Hungria, Holanda e Bélgica são casos exemplares de tendências atuais em movimento no cenário político europeu. Tendo como pano de fundo a insatisfação com as consequências da crise econômica e financeira, e a falta de propostas consistentes dos partidos burgueses e social-democratas, surgem movimentos de direita com seus líderes carismáticos e com estratégias de salvação que prometem uma saída via uma política racista de exclusão social, encontrando respaldo em setores da sociedade inseguros quanto ao futuro.

Nas eleições de início de junho na Holanda, o “Partido para a liberdade“ do populista de direita Wilders tornou-se a terceira força política no país. Também o partido da direita liberal VVD saiu como vencedor nas votações. O VVD é tanto pelo seu programa, quanto nas suas ações públicas fortemente influenciado pelo populismo de direita. Em conjunto, esse bloco direitista recebeu 36% do total de votos.

Na verdade, a (re-)ascensão da direita populista na Holanda não é um caso isolado. Em muitos países europeus, tendo como pano de fundo a grande crise e a desorientação dos partidos burgueses e social-democratas, ocorre uma transformação das estruturas políticas tradicionais, uma fragmentação na formação da vontade política pública e um fortalecimento da política de exclusão social influenciada pelo ressentimento.

Isso revela-se não apenas nas mudanças políticas no leste da Europa. Como no caso do dramático deslocamento para a direita ocorrido na Hungria nas últimas eleições parlamentares, nas quais a socialdemocracia, que até então governava, perdeu mais da metade de seus votos e , junto com a esquerda, resvalou para uma posição política marginal. O vencedor foi o partido conservador de direita Fidez - “Aliança dos jovens democratas“ -, que com 52,7% dos votos conseguiu mais de dois terços dos mandatos em disputa. A terceira força política, com 16,7% da votação, é o partido Jobbik - “Comunidade dos jovens justos – Movimento por uma Hungria melhor“ -, com uma plataforma abertamente anti-semita e contra a minoria cigana Rom. Como revelam vários estudos, como quase não há emigração nos países do leste europeu, a agressão conservadora se volta contra as próprias minorias, sobretudo os ciganos, os judeus – especialmente na Hungria, Sérvia e Eslovaquia-, e também os homosexuais.

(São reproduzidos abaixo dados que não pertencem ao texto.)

use std::sync::Arc;
use std::time::Duration;

use radar_agents::{AnalysisOrchestrator, AnalysisSettings, LlmProvider, OpenAiProvider};
use radar_channels::{ChannelSender, TelegramSender};
use radar_common::{Error, Result};
use radar_config::AppConfig;
use radar_content::{ContentResolver, ResolverSettings};

use crate::dispatcher::{DispatchSettings, Dispatcher};
use crate::references::ReferenceStore;

/// Outbound Telegram sender configured from `telegram.*`.
pub fn telegram_sender(config: &AppConfig) -> Result<Arc<TelegramSender>> {
    let token = config
        .telegram
        .bot_token
        .as_deref()
        .ok_or_else(|| Error::Config("telegram.bot_token is required".into()))?;
    let sender = TelegramSender::from_token(
        token,
        Duration::from_secs(config.telegram.send_timeout_secs),
        config.telegram.max_message_chars,
    )?;
    Ok(Arc::new(sender))
}

/// OpenAI-compatible provider configured from `llm.*`.
pub fn llm_provider(config: &AppConfig) -> Result<Arc<dyn LlmProvider>> {
    let api_key = config
        .llm
        .api_key
        .clone()
        .ok_or_else(|| Error::Config("llm.api_key is required".into()))?;
    // The orchestrator enforces the per-call budget; the client timeout is a backstop.
    let provider = OpenAiProvider::with_timeout(
        api_key,
        config.llm.base_url.clone(),
        Duration::from_secs(config.llm.timeout_secs + 5),
    )?;
    Ok(Arc::new(provider))
}

/// Wire the dispatcher with its production collaborators.
pub fn build_dispatcher(config: &AppConfig, sender: Arc<dyn ChannelSender>) -> Result<Dispatcher> {
    let resolver = ContentResolver::new(ResolverSettings::from(&config.analysis))?;
    let analysis = AnalysisOrchestrator::new(
        llm_provider(config)?,
        AnalysisSettings::from(&config.llm),
    );

    Ok(Dispatcher::new(
        Arc::new(ReferenceStore::new()),
        Arc::new(resolver),
        analysis,
        sender,
        DispatchSettings::from_config(config),
    ))
}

O Jobbik aproveita-se não apenas das consequências da crise atual, como da massiva privatização de empresas públicas e de parte do sistema de seguridade social, que abriu um vasto campo para a corrupção e a política clientelista. Esses fatores somados geram insegurança em grande parte da população, que tampouco confia na capacidade da elite política em encontrar respostas para os problemas econômicos e sociais em constante agravamento.

Na Itália, os populistas de direita já estão no poder há tempos; na Austria, eles contam com mais de 30% de aprovação nas sondagens realizadas; e na França, após anos de querelas internas, a Frente Nacional passa por uma fase de crescimento.

O caso Holanda

A sociedade holandesa penetra cada vez mais em uma espiral de crise econômica e social, no interior da qual a população não enxerga saída. O grande perdedor das últims eleições foram os democrata-cristãos, que tiveram 13% a menos da votação anterior e quase a metade de seus mandatos. Os socialistas perderam 6,7% de seus votos e 10 dos 25 mandatos que tinham. A direita liberal, VVD, prometeu durante a campanha colocar o orçamento do governo em ordem através da redução de seus gastos – incluindo a diminuição dos servidores públicos, a elevação da idade para aposentadoria de 65 para 67 anos, e cortes nos programas de assistência social. Por outro lado, quer abolir o imposto sobre herança.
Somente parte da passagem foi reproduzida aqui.